By now you know how much importance I put on participation from stakeholders into every step of the process – from design, through participation, to evaluation. Stakeholders matter. They are important because they can influence success and failure. That’s why it is so crucial that we engage with stakeholders all the time.
The easiest way to do this is to start with a mapping exercise: who does your organisation know and what is the nature of that relationship or partnership? What do they influence and what influences them? What ‘stake’ do they have in your organisation or project (they are stakeholders for a reason after all).
Two great resources that I use to help me with any stakeholder analysis are:
Bob Williams’ “Systemic Evaluation Design” (2019) – just the most useful book – even if you’re not doing evaluations but just want to be better at strategy design
Eva Schiffer’s Influence mapping tool: Net-Map (2007), which you can use without any special kit (especially useful when working far away from home or online)
Combining these two approaches results in deep understanding of who your most important stakeholders are and how they are connected to you.

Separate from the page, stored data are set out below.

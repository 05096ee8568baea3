//! Triangle mesh geometry handed to the renderer.
//!
//! Meshes are built by the host (file loaders, scene authoring tools) and are
//! read-only once they reach the renderer.

use ember_math::{BoundingBox, Vec2, Vec3};

use crate::error::{SceneError, SceneResult};

/// A mesh vertex: position plus shading normal.
#[derive(Debug, Copy, Clone, PartialEq)]
pub struct Vertex {
    pub position: Vec3,
    pub normal: Vec3,
}

impl Vertex {
    pub fn new(position: Vec3, normal: Vec3) -> Self {
        Self { position, normal }
    }
}

/// A triangle referencing three vertices of its mesh, with per-vertex UVs.
#[derive(Debug, Copy, Clone, PartialEq)]
pub struct Triangle {
    pub indices: [u32; 3],
    pub uvs: [Vec2; 3],
}

impl Triangle {
    pub fn new(indices: [u32; 3]) -> Self {
        Self {
            indices,
            uvs: [Vec2::ZERO, Vec2::X, Vec2::Y],
        }
    }

    pub fn with_uvs(indices: [u32; 3], uvs: [Vec2; 3]) -> Self {
        Self { indices, uvs }
    }
}

/// Indexed triangle mesh.
#[derive(Clone, Debug)]
pub struct Mesh {
    pub name: String,
    vertices: Vec<Vertex>,
    triangles: Vec<Triangle>,
    bounds: BoundingBox,
}

impl Mesh {
    /// Create a mesh, checking that every triangle index is in range.
    pub fn new(
        name: impl Into<String>,
        vertices: Vec<Vertex>,
        triangles: Vec<Triangle>,
    ) -> SceneResult<Self> {
        let name = name.into();

        let Some(bounds) = BoundingBox::from_points(vertices.iter().map(|v| v.position)) else {
            return Err(SceneError::EmptyMesh(name));
        };
        if triangles.is_empty() {
            return Err(SceneError::EmptyMesh(name));
        }

        for (i, triangle) in triangles.iter().enumerate() {
            if let Some(&index) = triangle
                .indices
                .iter()
                .find(|&&index| index as usize >= vertices.len())
            {
                return Err(SceneError::InvalidTriangle {
                    mesh: name,
                    triangle: i,
                    index,
                    vertex_count: vertices.len(),
                });
            }
        }

        Ok(Self {
            name,
            vertices,
            triangles,
            bounds,
        })
    }

    /// Create a mesh from bare positions and index triples, computing smooth
    /// vertex normals by averaging the counter-clockwise face normals.
    pub fn from_positions(
        name: impl Into<String>,
        positions: Vec<Vec3>,
        indices: Vec<[u32; 3]>,
    ) -> SceneResult<Self> {
        let mut normals = vec![Vec3::ZERO; positions.len()];

        for face in &indices {
            let [i0, i1, i2] = face.map(|i| i as usize);
            if i0 >= positions.len() || i1 >= positions.len() || i2 >= positions.len() {
                // Mesh::new reports the bad index below.
                continue;
            }
            let face_normal = (positions[i1] - positions[i0]).cross(positions[i2] - positions[i0]);
            normals[i0] += face_normal;
            normals[i1] += face_normal;
            normals[i2] += face_normal;
        }

        let vertices = positions
            .into_iter()
            .zip(normals)
            .map(|(position, normal)| Vertex::new(position, normal.try_normalize().unwrap_or(Vec3::Y)))
            .collect();
        let triangles = indices.into_iter().map(Triangle::new).collect();

        Self::new(name, vertices, triangles)
    }

    /// A single quad centered at `center` spanning `center ± half_u ± half_v`.
    ///
    /// The face normal is `half_u × half_v`.
    pub fn quad(name: impl Into<String>, center: Vec3, half_u: Vec3, half_v: Vec3) -> SceneResult<Self> {
        let mut vertices = Vec::with_capacity(4);
        let mut triangles = Vec::with_capacity(2);
        push_quad(&mut vertices, &mut triangles, center, half_u, half_v);
        Self::new(name, vertices, triangles)
    }

    /// An axis-aligned box with outward-facing flat normals.
    pub fn cuboid(name: impl Into<String>, min: Vec3, max: Vec3) -> SceneResult<Self> {
        let bounds = BoundingBox::new(min, max);
        let c = bounds.center();
        let h = bounds.extent() * 0.5;
        let (hx, hy, hz) = (Vec3::X * h.x, Vec3::Y * h.y, Vec3::Z * h.z);

        let faces = [
            (c + hx, hy, hz),
            (c - hx, hz, hy),
            (c + hy, hz, hx),
            (c - hy, hx, hz),
            (c + hz, hx, hy),
            (c - hz, hy, hx),
        ];

        let mut vertices = Vec::with_capacity(24);
        let mut triangles = Vec::with_capacity(12);
        for (center, u, v) in faces {
            push_quad(&mut vertices, &mut triangles, center, u, v);
        }
        Self::new(name, vertices, triangles)
    }

    pub fn vertices(&self) -> &[Vertex] {
        &self.vertices
    }

    pub fn triangles(&self) -> &[Triangle] {
        &self.triangles
    }

    pub fn triangle_count(&self) -> usize {
        self.triangles.len()
    }

    pub fn vertex_count(&self) -> usize {
        self.vertices.len()
    }

    /// Bounding box of all vertex positions.
    pub fn bounds(&self) -> BoundingBox {
        self.bounds
    }

    /// The three vertices of triangle `index`.
    #[inline]
    pub fn triangle_vertices(&self, index: usize) -> [&Vertex; 3] {
        let [a, b, c] = self.triangles[index].indices;
        [
            &self.vertices[a as usize],
            &self.vertices[b as usize],
            &self.vertices[c as usize],
        ]
    }
}

fn push_quad(
    vertices: &mut Vec<Vertex>,
    triangles: &mut Vec<Triangle>,
    center: Vec3,
    half_u: Vec3,
    half_v: Vec3,
) {
    let normal = half_u.cross(half_v).try_normalize().unwrap_or(Vec3::Y);
    let base = vertices.len() as u32;

    for corner in [
        center - half_u - half_v,
        center + half_u - half_v,
        center + half_u + half_v,
        center - half_u + half_v,
    ] {
        vertices.push(Vertex::new(corner, normal));
    }

    triangles.push(Triangle::with_uvs(
        [base, base + 1, base + 2],
        [Vec2::new(0.0, 0.0), Vec2::new(1.0, 0.0), Vec2::new(1.0, 1.0)],
    ));
    triangles.push(Triangle::with_uvs(
        [base, base + 2, base + 3],
        [Vec2::new(0.0, 0.0), Vec2::new(1.0, 1.0), Vec2::new(0.0, 1.0)],
    ));
}

#[cfg(test)]
mod tests {
    use super::*;

    #[test]
    fn test_mesh_creation() {
        let mesh = Mesh::from_positions(
            "tri",
            vec![Vec3::ZERO, Vec3::X, Vec3::Y],
            vec![[0, 1, 2]],
        )
        .unwrap();

        assert_eq!(mesh.vertex_count(), 3);
        assert_eq!(mesh.triangle_count(), 1);
        // Counter-clockwise in XY faces +Z.
        for v in mesh.vertices() {
            assert!((v.normal - Vec3::Z).length() < 1e-6);
        }
    }

    #[test]
    fn test_invalid_index_rejected() {
        let err = Mesh::from_positions("bad", vec![Vec3::ZERO, Vec3::X, Vec3::Y], vec![[0, 1, 7]])
            .unwrap_err();
        assert!(matches!(err, SceneError::InvalidTriangle { index: 7, .. }));
    }

    #[test]
    fn test_empty_mesh_rejected() {
        let err = Mesh::new("empty", vec![], vec![]).unwrap_err();
        assert!(matches!(err, SceneError::EmptyMesh(_)));
    }

    #[test]
    fn test_quad_normal() {
        let quad = Mesh::quad("floor", Vec3::ZERO, Vec3::Z, Vec3::X).unwrap();
        assert_eq!(quad.triangle_count(), 2);
        assert!(quad.vertices().iter().all(|v| (v.normal - Vec3::Y).length() < 1e-6));
    }

    #[test]
    fn test_cuboid_outward_normals() {
        let cube = Mesh::cuboid("box", Vec3::splat(-1.0), Vec3::splat(1.0)).unwrap();
        assert_eq!(cube.triangle_count(), 12);
        assert_eq!(cube.vertex_count(), 24);

        let center = cube.bounds().center();
        for i in 0..cube.triangle_count() {
            let [a, b, c] = cube.triangle_vertices(i);
            let face_center = (a.position + b.position + c.position) / 3.0;
            assert!(a.normal.dot(face_center - center) > 0.0);
        }
    }

    #[test]
    fn test_bounds_computation() {
        let mesh = Mesh::from_positions(
            "tri",
            vec![
                Vec3::new(-1.0, -2.0, -3.0),
                Vec3::new(4.0, 5.0, 6.0),
                Vec3::new(0.0, 0.0, 0.0),
            ],
            vec![[0, 1, 2]],
        )
        .unwrap();

        assert_eq!(mesh.bounds().min, Vec3::new(-1.0, -2.0, -3.0));
        assert_eq!(mesh.bounds().max, Vec3::new(4.0, 5.0, 6.0));
    }
}
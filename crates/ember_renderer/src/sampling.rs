//! Sub-pixel and lens sample generators.

use std::f32::consts::TAU;

use ember_core::{AntialiasingKind, FocusKind};
use ember_math::directions::gen_f32;
use ember_math::Vec2;
use rand::RngCore;

/// Sub-pixel offsets in [0, 1)² for one pixel.
///
/// `None` always yields the single offset (0, 0). `Uniform` yields the first
/// `count` cell centers of a ⌈√count⌉ square grid, `Polygonal` spaces `count`
/// points evenly on a circle inscribed in the pixel, and `Stochastic` draws
/// `count` uniform random points.
pub fn antialiasing_offsets(kind: AntialiasingKind, count: u32, rng: &mut dyn RngCore) -> Vec<Vec2> {
    match kind {
        AntialiasingKind::None => vec![Vec2::ZERO],
        AntialiasingKind::Uniform => grid(count)
            .map(|cell| cell * 0.5 + Vec2::splat(0.5))
            .collect(),
        AntialiasingKind::Polygonal => (0..count)
            .map(|i| {
                let angle = TAU * i as f32 / count as f32;
                Vec2::new(0.5 + 0.5 * angle.cos(), 0.5 + 0.5 * angle.sin())
            })
            .collect(),
        AntialiasingKind::Stochastic => (0..count)
            .map(|_| Vec2::new(gen_f32(rng), gen_f32(rng)))
            .collect(),
    }
}

/// Lens-plane offsets scaled by `aperture`.
///
/// `Stochastic` currently produces a single centered sample, the same as
/// `None`.
pub fn lens_offsets(kind: FocusKind, count: u32, aperture: f32) -> Vec<Vec2> {
    match kind {
        FocusKind::None | FocusKind::Stochastic => vec![Vec2::ZERO],
        FocusKind::Uniform => {
            let offsets: Vec<Vec2> = grid(count).map(|cell| cell * aperture).collect();
            if offsets.is_empty() {
                vec![Vec2::ZERO]
            } else {
                offsets
            }
        }
    }
}

/// First `count` cell centers of a ⌈√count⌉ square grid over [-1, 1]².
fn grid(count: u32) -> impl Iterator<Item = Vec2> {
    let side = (count as f32).sqrt().ceil() as u32;
    let step = 2.0 / side.max(1) as f32;
    (0..side)
        .flat_map(move |row| (0..side).map(move |col| (row, col)))
        .take(count as usize)
        .map(move |(row, col)| {
            Vec2::new(
                -1.0 + (col as f32 + 0.5) * step,
                -1.0 + (row as f32 + 0.5) * step,
            )
        })
}

#[cfg(test)]
mod tests {
    use super::*;
    use rand::rngs::StdRng;
    use rand::SeedableRng;

    fn in_unit_square(p: Vec2) -> bool {
        (0.0..1.0).contains(&p.x) && (0.0..1.0).contains(&p.y)
    }

    #[test]
    fn test_none_is_single_center() {
        let mut rng = StdRng::seed_from_u64(1);
        for n in [0, 1, 4, 17] {
            assert_eq!(antialiasing_offsets(AntialiasingKind::None, n, &mut rng), vec![Vec2::ZERO]);
        }
    }

    #[test]
    fn test_uniform_counts_and_range() {
        let mut rng = StdRng::seed_from_u64(1);
        for n in 1..=20u32 {
            let side = (n as f32).sqrt().ceil() as u32;
            let offsets = antialiasing_offsets(AntialiasingKind::Uniform, n, &mut rng);
            assert_eq!(offsets.len() as u32, n.min(side * side));
            assert!(offsets.iter().all(|&p| in_unit_square(p)));
        }

        let four = antialiasing_offsets(AntialiasingKind::Uniform, 4, &mut rng);
        assert_eq!(
            four,
            vec![
                Vec2::new(0.25, 0.25),
                Vec2::new(0.75, 0.25),
                Vec2::new(0.25, 0.75),
                Vec2::new(0.75, 0.75)
            ]
        );
    }

    #[test]
    fn test_stochastic_counts_and_range() {
        let mut rng = StdRng::seed_from_u64(7);
        for n in [1, 3, 16, 64] {
            let offsets = antialiasing_offsets(AntialiasingKind::Stochastic, n, &mut rng);
            assert_eq!(offsets.len(), n as usize);
            assert!(offsets.iter().all(|&p| in_unit_square(p)));
        }
    }

    #[test]
    fn test_polygonal_on_circle() {
        let mut rng = StdRng::seed_from_u64(1);
        let offsets = antialiasing_offsets(AntialiasingKind::Polygonal, 6, &mut rng);

        assert_eq!(offsets.len(), 6);
        for p in offsets {
            assert!(((p - Vec2::splat(0.5)).length() - 0.5).abs() < 1e-5);
        }
    }

    #[test]
    fn test_lens_offsets() {
        assert_eq!(lens_offsets(FocusKind::None, 9, 0.5), vec![Vec2::ZERO]);
        assert_eq!(lens_offsets(FocusKind::Stochastic, 9, 0.5), vec![Vec2::ZERO]);

        let uniform = lens_offsets(FocusKind::Uniform, 9, 0.5);
        assert_eq!(uniform.len(), 9);
        assert!(uniform.iter().all(|p| p.x.abs() <= 0.5 && p.y.abs() <= 0.5));
        assert!(uniform.iter().any(|p| p.length() < 1e-5));
    }
}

Once you know and understand your stakeholders, engaging them in the design and implementation of your work becomes almost second nature (of course here we could get into a longer discussion about partnerships and partnership working, but that’s for another day). It is easy to see how interconnected your work is with both the communities that you hope to support and other agencies and funders working either with the same community or alongside you in other areas.
After all, we don’t achieve social impact on our own. This is a collective endeavour we are all engaged in and to be successful we have to include each other, listen to each other and work together to make the world a better place.